Vitamin D levels were low in not only African-American men but those with lower incomes and people with higher body mass indexes. Although low sunlight exposure is a known factor in lower levels of vitamin D, researchers found that African-American men also had lower levels of vitamin D in sunnier seasons as well.

Dr. Murphy, who was the lead investigator on the study, attributed the lower vitamin D levels to higher levels of melanin pigment in the skin, which prevents ultraviolet radiation rays from being absorbed and reduces the amount of vitamin D produced.

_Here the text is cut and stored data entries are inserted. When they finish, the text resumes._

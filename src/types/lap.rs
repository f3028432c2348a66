//! Lap records and conversion from upstream lap chunks.

use serde::{Deserialize, Serialize};
use std::collections::BTreeMap;

use super::raw::{RawLap, RawLapChunk};

/// Upstream time unit: ten-thousandths of a second.
pub const TIME_UNITS_PER_SECOND: f64 = 10_000.0;

/// Lap event flag the upstream uses for laps that do not count.
const INVALID_LAP_EVENT: &str = "invalid";

/// Converts an upstream time value to seconds, `None` for "no time".
pub fn seconds_from_units(units: i64) -> Option<f64> {
    (units > 0).then(|| units as f64 / TIME_UNITS_PER_SECOND)
}

/// A single completed lap.
#[derive(Debug, Clone, Copy, PartialEq, Serialize, Deserialize)]
#[cfg_attr(feature = "tauri", derive(specta::Type))]
#[serde(rename_all = "camelCase")]
pub struct Lap {
    pub lap_number: i32,
    /// Seconds, 0.0 when the upstream recorded no time
    pub time: f64,
    pub invalid: bool,
}

impl Lap {
    /// Convert an upstream lap row.
    pub fn from_raw(raw: &RawLap) -> Self {
        let time = seconds_from_units(raw.lap_time);
        let flagged = raw.lap_events.iter().any(|event| event.eq_ignore_ascii_case(INVALID_LAP_EVENT));

        Lap { lap_number: raw.lap_number, time: time.unwrap_or(0.0), invalid: time.is_none() || flagged }
    }
}

/// Why a lap response was rejected.
#[derive(Debug, Clone, PartialEq, Eq)]
pub enum LapShapeError {
    NoChunks,
    NoLaps,
    NegativeLapNumber(i32),
    ForeignParticipant { expected: i64, found: i64 },
}

impl std::fmt::Display for LapShapeError {
    fn fmt(&self, f: &mut std::fmt::Formatter<'_>) -> std::fmt::Result {
        match self {
            LapShapeError::NoChunks => f.write_str("response contained no chunks"),
            LapShapeError::NoLaps => f.write_str("response contained no laps"),
            LapShapeError::NegativeLapNumber(n) => write!(f, "lap number {} is negative", n),
            LapShapeError::ForeignParticipant { expected, found } => {
                write!(f, "lap row for {} in response for {}", found, expected)
            }
        }
    }
}

/// Validate a full lap response and flatten it into ordered laps.
///
/// Chunks may overlap; later rows for the same lap number win. Rows with a
/// `cust_id` of zero are treated as belonging to the requested participant.
pub fn laps_from_chunks(cust_id: i64, chunks: &[RawLapChunk]) -> Result<Vec<Lap>, LapShapeError> {
    if chunks.is_empty() {
        return Err(LapShapeError::NoChunks);
    }

    let mut by_number = BTreeMap::new();
    for raw in chunks.iter().flat_map(|chunk| chunk.laps.iter()) {
        if raw.cust_id != 0 && raw.cust_id != cust_id {
            return Err(LapShapeError::ForeignParticipant { expected: cust_id, found: raw.cust_id });
        }
        if raw.lap_number < 0 {
            return Err(LapShapeError::NegativeLapNumber(raw.lap_number));
        }
        by_number.insert(raw.lap_number, Lap::from_raw(raw));
    }

    if by_number.is_empty() {
        return Err(LapShapeError::NoLaps);
    }

    Ok(by_number.into_values().collect())
}
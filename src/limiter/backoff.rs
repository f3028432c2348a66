//! Delay policy for the lap endpoint

use std::time::Duration;

/// Decides how long to wait before the next upstream call.
///
/// Escalation is transient: a throttled call lengthens only the wait that
/// immediately follows it.
#[derive(Debug, Clone, Copy, PartialEq)]
pub struct BackoffPolicy {
    base: Duration,
    multiplier: f64,
}

impl BackoffPolicy {
    /// Longest delay the policy will ever return.
    pub const MAX_DELAY: Duration = Duration::from_secs(24 * 60 * 60);

    /// Non-finite multipliers fall back to 1.0.
    pub fn new(base: Duration, multiplier: f64) -> Self {
        let multiplier = if multiplier.is_finite() { multiplier.max(1.0) } else { 1.0 };
        Self { base: base.min(Self::MAX_DELAY), multiplier }
    }

    pub fn base(&self) -> Duration {
        self.base
    }

    pub fn multiplier(&self) -> f64 {
        self.multiplier
    }

    /// Delay to hold after a call completes.
    pub fn delay_after(&self, throttled: bool) -> Duration {
        if !throttled {
            return self.base;
        }
        Duration::try_from_secs_f64(self.base.as_secs_f64() * self.multiplier)
            .map_or(Self::MAX_DELAY, |delay| delay.min(Self::MAX_DELAY))
    }
}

Race, Exposure to Sunlight Affect Vitamin D Requirements

"I think the IOM's [Institute of Medicine's] recent recommendation is a complete farce," one researcher, Rick Kittles, PhD, associate professor of medicine and epidemiology and biostatistics at the University of Illinois at Chicago, told Medscape Medical News. The IOM recommended raising the recommended dietary allowance from 400 to 600 IU of vitamin D for people aged 1 to 70. But Dr. Kittles contends that still is not enough to increase the levels of vitamin D in people of color.

Many more criteria need to be taken into account when devising vitamin D recommendations, he said, including skin tone, occupation, geographic location, and weight. "Someone of light complexion living in Florida may not need to take as much vitamin D as someone living in Chicago, where there’s poor sunlight," Dr. Kittles said. Having a blanket recommendation of 600 IU doesn’t make sense, he stated.

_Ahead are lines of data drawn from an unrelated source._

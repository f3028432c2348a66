//! Error types for the result pipeline.
//!
//! Every failure the pipeline can surface belongs to a small closed set of
//! kinds, exposed through [`ResultsError::kind`]. Callers match on the kind
//! rather than on message text.
//!
//! ## Error Categories
//!
//! - **Authentication Errors**: `NotConfigured`, `LoginFailed`, `InvalidCredentials`,
//!   `CaptchaRequired`. These come from the session collaborator and always reach
//!   the caller unchanged.
//! - **Network Errors**: transient upstream failures, including throttling.
//! - **Shape Errors**: the upstream payload did not contain a usable race session.
//! - **Participant Errors**: a single participant's lap fetch failed. These are
//!   absorbed by the aggregator and only appear in logs and tests.
//!
//! ## Recovery and Retry
//!
//! ```rust
//! use paddock::{ErrorKind, ResultsError};
//!
//! let error = ResultsError::network_with_status("Too many requests", 429);
//! assert_eq!(error.kind(), ErrorKind::NetworkError);
//! assert!(error.is_throttling());
//! if error.is_retryable() {
//!     for suggestion in error.recovery_suggestions() {
//!         println!("  - {}", suggestion);
//!     }
//! }
//! ```

use serde::{Deserialize, Serialize};
use std::sync::Arc;
use thiserror::Error;

/// Result type alias for pipeline operations.
pub type Result<T, E = ResultsError> = std::result::Result<T, E>;

/// Shared, cloneable error source.
pub type ErrorSource = Arc<dyn std::error::Error + Send + Sync>;

/// Closed set of error kinds surfaced to callers.
#[derive(Debug, Clone, Copy, PartialEq, Eq, Hash, Serialize, Deserialize)]
#[cfg_attr(feature = "tauri", derive(specta::Type))]
pub enum ErrorKind {
    NotConfigured,
    LoginFailed,
    InvalidCredentials,
    CaptchaRequired,
    NetworkError,
    InvalidResultShape,
    ParticipantFetchFailed,
    Cancelled,
    Config,
}

/// Main error type for the result pipeline.
///
/// Errors are `Clone` so that a single failed shared fetch can be delivered
/// to every caller waiting on it.
#[derive(Error, Debug, Clone)]
#[non_exhaustive]
pub enum ResultsError {
    #[error("Upstream session is not configured: {reason}")]
    NotConfigured { reason: String },

    #[error("Login failed: {reason}")]
    LoginFailed { reason: String },

    #[error("Invalid credentials")]
    InvalidCredentials,

    #[error("CAPTCHA verification required before logging in again")]
    CaptchaRequired,

    #[error("Network error: {reason}")]
    Network {
        reason: String,
        status: Option<u16>,
        #[source]
        source: Option<ErrorSource>,
    },

    #[error("Result {result_id} has an unexpected shape: {details}")]
    InvalidResultShape { result_id: u64, details: String },

    #[error("Lap fetch failed for participant {cust_id}: {reason}")]
    ParticipantFetchFailed { cust_id: i64, reason: String },

    #[error("Progressive load for result {result_id} was cancelled")]
    Cancelled { result_id: u64 },

    #[error("Invalid configuration: {details}")]
    Config { details: String },
}

impl ResultsError {
    /// Returns the tag callers use to classify this error.
    pub fn kind(&self) -> ErrorKind {
        match self {
            ResultsError::NotConfigured { .. } => ErrorKind::NotConfigured,
            ResultsError::LoginFailed { .. } => ErrorKind::LoginFailed,
            ResultsError::InvalidCredentials => ErrorKind::InvalidCredentials,
            ResultsError::CaptchaRequired => ErrorKind::CaptchaRequired,
            ResultsError::Network { .. } => ErrorKind::NetworkError,
            ResultsError::InvalidResultShape { .. } => ErrorKind::InvalidResultShape,
            ResultsError::ParticipantFetchFailed { .. } => ErrorKind::ParticipantFetchFailed,
            ResultsError::Cancelled { .. } => ErrorKind::Cancelled,
            ResultsError::Config { .. } => ErrorKind::Config,
        }
    }

    /// Returns whether this error is potentially recoverable through retry.
    pub fn is_retryable(&self) -> bool {
        match self {
            ResultsError::Network { .. } => true,
            ResultsError::ParticipantFetchFailed { .. } => true,
            ResultsError::Cancelled { .. } => true,
            ResultsError::InvalidResultShape { .. } => false,
            ResultsError::NotConfigured { .. } => false,
            ResultsError::LoginFailed { .. } => false,
            ResultsError::InvalidCredentials => false,
            ResultsError::CaptchaRequired => false,
            ResultsError::Config { .. } => false,
        }
    }

    /// Authentication-class errors need external resolution and are never absorbed.
    pub fn is_authentication(&self) -> bool {
        matches!(
            self,
            ResultsError::NotConfigured { .. }
                | ResultsError::LoginFailed { .. }
                | ResultsError::InvalidCredentials
                | ResultsError::CaptchaRequired
        )
    }

    /// Whether the upstream signalled throttling.
    ///
    /// Matches HTTP 429, or a message mentioning "rate" or "limit".
    pub fn is_throttling(&self) -> bool {
        match self {
            ResultsError::Network { status: Some(429), .. } => true,
            ResultsError::Network { reason, .. }
            | ResultsError::ParticipantFetchFailed { reason, .. } => {
                let reason = reason.to_ascii_lowercase();
                reason.contains("rate") || reason.contains("limit")
            }
            _ => false,
        }
    }

    /// Returns suggested recovery actions for this error.
    pub fn recovery_suggestions(&self) -> Vec<&'static str> {
        match self {
            ResultsError::NotConfigured { .. } => vec![
                "Provide upstream account credentials",
                "Check the session provider configuration",
            ],
            ResultsError::LoginFailed { .. } => vec![
                "Verify the upstream service is reachable",
                "Log in manually to check the account status",
            ],
            ResultsError::InvalidCredentials => vec![
                "Update the stored account email and password",
                "Confirm the account is not locked",
            ],
            ResultsError::CaptchaRequired => vec![
                "Log in through the upstream website to clear the CAPTCHA",
                "Wait before retrying the automated login",
            ],
            ResultsError::Network { .. } => vec![
                "Retry the request",
                "Increase the lap fetch delay if throttling persists",
                "Check network connectivity",
            ],
            ResultsError::InvalidResultShape { .. } => vec![
                "Check the result identifier refers to a completed race",
                "Inspect the upstream payload for schema changes",
            ],
            ResultsError::ParticipantFetchFailed { .. } => vec![
                "Invalidate the result to retry missing lap data",
                "Lower the participant cap or raise the fetch delay",
            ],
            ResultsError::Cancelled { .. } => vec!["Request the result again"],
            ResultsError::Config { .. } => vec![
                "Check the configuration file for invalid values",
                "Remove the override to fall back to defaults",
            ],
        }
    }

    /// Helper constructor for network errors.
    pub fn network(reason: impl Into<String>) -> Self {
        ResultsError::Network { reason: reason.into(), status: None, source: None }
    }

    /// Helper constructor for network errors carrying an HTTP status.
    pub fn network_with_status(reason: impl Into<String>, status: u16) -> Self {
        ResultsError::Network { reason: reason.into(), status: Some(status), source: None }
    }

    /// Helper constructor for network errors with source.
    pub fn network_with_source(
        reason: impl Into<String>,
        source: impl std::error::Error + Send + Sync + 'static,
    ) -> Self {
        ResultsError::Network { reason: reason.into(), status: None, source: Some(Arc::new(source)) }
    }

    /// Helper constructor for result shape errors.
    pub fn invalid_shape(result_id: u64, details: impl Into<String>) -> Self {
        ResultsError::InvalidResultShape { result_id, details: details.into() }
    }

    /// Helper constructor for participant lap fetch failures.
    pub fn participant_failed(cust_id: i64, reason: impl Into<String>) -> Self {
        ResultsError::ParticipantFetchFailed { cust_id, reason: reason.into() }
    }

    /// Helper constructor for configuration errors.
    pub fn config(details: impl Into<String>) -> Self {
        ResultsError::Config { details: details.into() }
    }
}

#[cfg(test)]
mod tests {
    use super::*;

    mod property_tests {
        use super::*;
        use proptest::prelude::*;

        proptest! {
          #[test]
          fn network_messages_mentioning_rate_are_throttling(
            prefix in "[a-z ]{0,12}",
            suffix in "[a-z ]{0,12}"
          ) {
            let error = ResultsError::network(format!("{}Rate{}", prefix, suffix));
            prop_assert!(error.is_throttling());
            prop_assert!(error.is_retryable());
          }

          #[test]
          fn error_messages_carry_context(result_id in 1u64..u64::MAX, details in "\\w+") {
            let error = ResultsError::invalid_shape(result_id, details.clone());
            let message = error.to_string();
            prop_assert!(message.contains(&result_id.to_string()));
            prop_assert!(message.contains(&details));
          }
        }
    }

    #[test]
    fn kinds_cover_every_variant() {
        let cases = [
            (ResultsError::NotConfigured { reason: "x".into() }, ErrorKind::NotConfigured),
            (ResultsError::LoginFailed { reason: "x".into() }, ErrorKind::LoginFailed),
            (ResultsError::InvalidCredentials, ErrorKind::InvalidCredentials),
            (ResultsError::CaptchaRequired, ErrorKind::CaptchaRequired),
            (ResultsError::network("x"), ErrorKind::NetworkError),
            (ResultsError::invalid_shape(1, "x"), ErrorKind::InvalidResultShape),
            (ResultsError::participant_failed(1, "x"), ErrorKind::ParticipantFetchFailed),
            (ResultsError::Cancelled { result_id: 1 }, ErrorKind::Cancelled),
            (ResultsError::config("x"), ErrorKind::Config),
        ];

        for (error, kind) in cases {
            assert_eq!(error.kind(), kind);
            assert!(!error.recovery_suggestions().is_empty());
        }
    }

    #[test]
    fn authentication_errors_are_not_retryable() {
        let errors = [
            ResultsError::NotConfigured { reason: "no account".into() },
            ResultsError::LoginFailed { reason: "503".into() },
            ResultsError::InvalidCredentials,
            ResultsError::CaptchaRequired,
        ];

        for error in errors {
            assert!(error.is_authentication());
            assert!(!error.is_retryable());
            assert!(!error.is_throttling());
        }
    }

    #[test]
    fn throttling_detection() {
        assert!(ResultsError::network_with_status("Too Many Requests", 429).is_throttling());
        assert!(ResultsError::network("request LIMIT exceeded").is_throttling());
        assert!(ResultsError::participant_failed(7, "rate limited").is_throttling());
        assert!(!ResultsError::network_with_status("Bad Gateway", 502).is_throttling());
        assert!(!ResultsError::invalid_shape(1, "rate").is_throttling());
    }

    #[test]
    fn error_traits_validation() {
        fn assert_send_sync_static<T: Send + Sync + Clone + 'static>() {}
        assert_send_sync_static::<ResultsError>();

        let io = std::io::Error::other("connection reset");
        let error = ResultsError::network_with_source("get_result failed", io);
        let source = std::error::Error::source(&error).expect("source should be kept");
        assert_eq!(source.to_string(), "connection reset");

        // Clones share the same source
        let cloned = error.clone();
        assert!(std::error::Error::source(&cloned).is_some());
    }
}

In defense of the IOM recommendations, JoAnn Manson, MD, MPH, PhD, told Medscape Medical News that the IOM committee assumed minimal to no sun exposure in deriving the recommended dietary allowances (RDAs). She was a member of the IOM committee and is chief of the Division of Preventive Medicine at Brigham and Women’s Hospital and professor of medicine at Harvard Medical School in Boston, Massachusetts.

The RDAs apply to intakes during all seasons, all latitudes, all sunscreen use behaviors, and clothing practices, she said. An extreme example is that they are supposed to apply during winters in Antarctica. The IOM committee also believed that the appropriate cutoff point to use for sufficient serum 25(OH)D was 20 ng/mL or greater, not 30 ng/mL or greater.

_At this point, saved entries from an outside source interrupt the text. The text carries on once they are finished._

//! Language-model access for script generation.
//!
//! [`LanguageModel`] is the seam: the generator only needs "prompt in, text
//! out".  [`ChatClient`] speaks the OpenAI chat-completions protocol, which
//! Groq (the default), OpenAI and most local servers expose.

use std::time::Duration;

use serde::{Deserialize, Serialize};

use crate::config::LlmConfig;
use crate::error::GenerationError;

/// Prompt in, completion text out.
pub trait LanguageModel {
    fn complete(&self, prompt: &str) -> Result<String, GenerationError>;
}

impl<F> LanguageModel for F
where
    F: Fn(&str) -> Result<String, GenerationError>,
{
    fn complete(&self, prompt: &str) -> Result<String, GenerationError> {
        self(prompt)
    }
}

// ─────────────────────────────────────────────────────────────────────────────
// Wire types
// ─────────────────────────────────────────────────────────────────────────────

#[derive(Debug, Serialize)]
struct ChatRequest<'a> {
    model: &'a str,
    messages: [ChatMessage<'a>; 1],
    temperature: f32,
    max_tokens: u32,
    response_format: ResponseFormat,
    stream: bool,
}

#[derive(Debug, Serialize)]
struct ChatMessage<'a> {
    role: &'a str,
    content: &'a str,
}

#[derive(Debug, Serialize)]
struct ResponseFormat {
    #[serde(rename = "type")]
    kind: &'static str,
}

#[derive(Debug, Deserialize)]
struct ChatResponse {
    choices: Vec<Choice>,
}

#[derive(Debug, Deserialize)]
struct Choice {
    message: ReplyMessage,
}

#[derive(Debug, Deserialize)]
struct ReplyMessage {
    #[serde(default)]
    content: Option<String>,
}

// ─────────────────────────────────────────────────────────────────────────────
// ChatClient
// ─────────────────────────────────────────────────────────────────────────────

/// Blocking chat-completions client.
#[derive(Debug, Clone)]
pub struct ChatClient {
    config: LlmConfig,
    api_key: String,
    http: reqwest::blocking::Client,
}

impl ChatClient {
    pub fn new(config: LlmConfig) -> Result<Self, GenerationError> {
        let api_key = config
            .api_key
            .clone()
            .filter(|k| !k.trim().is_empty())
            .ok_or_else(|| GenerationError::NotConfigured("no API key (set GROQ_API_KEY)".into()))?;

        let http = reqwest::blocking::Client::builder()
            .timeout(Duration::from_secs(config.timeout_secs))
            .build()
            .map_err(|e| GenerationError::Transport(e.to_string()))?;

        tracing::info!(model = %config.model, base_url = %config.base_url, "chat client ready");
        Ok(Self { config, api_key, http })
    }

    fn endpoint(&self) -> String {
        format!("{}/chat/completions", self.config.base_url.trim_end_matches('/'))
    }
}

impl LanguageModel for ChatClient {
    fn complete(&self, prompt: &str) -> Result<String, GenerationError> {
        let body = ChatRequest {
            model: &self.config.model,
            messages: [ChatMessage { role: "user", content: prompt }],
            temperature: self.config.temperature,
            max_tokens: self.config.max_tokens,
            response_format: ResponseFormat { kind: "json_object" },
            stream: false,
        };

        tracing::debug!(prompt_chars = prompt.len(), "sending completion request");
        let response = self
            .http
            .post(self.endpoint())
            .bearer_auth(&self.api_key)
            .json(&body)
            .send()
            .map_err(|e| GenerationError::Transport(e.to_string()))?;

        let status = response.status();
        if !status.is_success() {
            let body = response.text().unwrap_or_else(|_| "<unreadable body>".to_string());
            return Err(GenerationError::Status { status: status.as_u16(), body });
        }

        let parsed: ChatResponse = response
            .json()
            .map_err(|e| GenerationError::Malformed(format!("unexpected response body: {e}")))?;
        first_content(parsed)
    }
}

fn first_content(response: ChatResponse) -> Result<String, GenerationError> {
    response
        .choices
        .into_iter()
        .next()
        .and_then(|c| c.message.content)
        .filter(|c| !c.trim().is_empty())
        .ok_or_else(|| GenerationError::Malformed("response has no message content".into()))
}

#[cfg(test)]
mod tests {
    use super::*;

    #[test]
    fn test_missing_key_is_not_configured() {
        let err = ChatClient::new(LlmConfig::default()).unwrap_err();
        assert!(matches!(err, GenerationError::NotConfigured(_)));
    }

    #[test]
    fn test_endpoint_joins_cleanly() {
        let config = LlmConfig {
            api_key: Some("k".into()),
            base_url: "http://localhost:8080/v1/".into(),
            ..LlmConfig::default()
        };
        let client = ChatClient::new(config).unwrap();
        assert_eq!(client.endpoint(), "http://localhost:8080/v1/chat/completions");
    }

    #[test]
    fn test_request_shape() {
        let body = ChatRequest {
            model: "m",
            messages: [ChatMessage { role: "user", content: "hi" }],
            temperature: 0.7,
            max_tokens: 10,
            response_format: ResponseFormat { kind: "json_object" },
            stream: false,
        };
        let v = serde_json::to_value(&body).unwrap();
        assert_eq!(v["messages"][0]["content"], "hi");
        assert_eq!(v["response_format"]["type"], "json_object");
    }

    #[test]
    fn test_first_content() {
        let r: ChatResponse = serde_json::from_str(
            r#"{"choices":[{"message":{"role":"assistant","content":"{\"script\":[]}"}}]}"#,
        )
        .unwrap();
        assert_eq!(first_content(r).unwrap(), r#"{"script":[]}"#);

        let empty: ChatResponse = serde_json::from_str(r#"{"choices":[]}"#).unwrap();
        assert!(matches!(first_content(empty), Err(GenerationError::Malformed(_))));
    }

    #[test]
    fn test_closure_is_a_model() {
        let stub = |_: &str| Ok::<_, GenerationError>("ok".to_string());
        assert_eq!(stub.complete("anything").unwrap(), "ok");
    }
}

The IOM report does offer a lengthy discussion of several groups who may need higher intakes of vitamin D to achieve the recommended 25(OH)D threshold level of 20 ng/mL. In fact, many African Americans will need higher amounts of vitamin D, Dr. Manson noted. However, there is not enough evidence to conclude that a serum 25(OH)D level of 30 ng/mL or greater will confer greater health benefits than levels of 20 ng/mL or greater for any demographic group, she contended. Randomized trials are in progress (such as the  VITamin D and OmegA-3 TriaL) to test these hypotheses.

Dr. Kittles said that modifiers of serum vitamin D levels, such as skin pigmentation, diet, body mass index, ultraviolet radiation exposure, and genes must be taken into account in the trials; if not, there would be multiple confounding variables and the study, like earlier ones, would fall short of being definitive.

Even for people with lighter skin color and the ideal physical location and body weight, the IOM-recommended intake of 600 IU is still low, Dr. Kittles asserted.

He recommends an intake between 1000 and 3000 IU a day for the general population. When you see that 80% of African Americans and around 57% to 60% of whites are vitamin D-deficient, he said, that should be cause for concern, given that we know that vitamin D is playing a role in many different diseases. Vitamin D deficiency has been linked to many diseases, such as breast cancer, prostate cancer, diabetes, rheumatoid arthritis, and multiple sclerosis, which explains why the researchers believe the recommended intake should be adjusted to reflect the differences between African Americans and European Americans.

Fourth American Association for Cancer Research Conference on the Science of Cancer Health Disparities (SCHD); Abstract #B54. Presented September 20, 2011.

Dr. Murphy, Dr. Kittles, and Dr. Manson have disclosed no relevant financial relationships.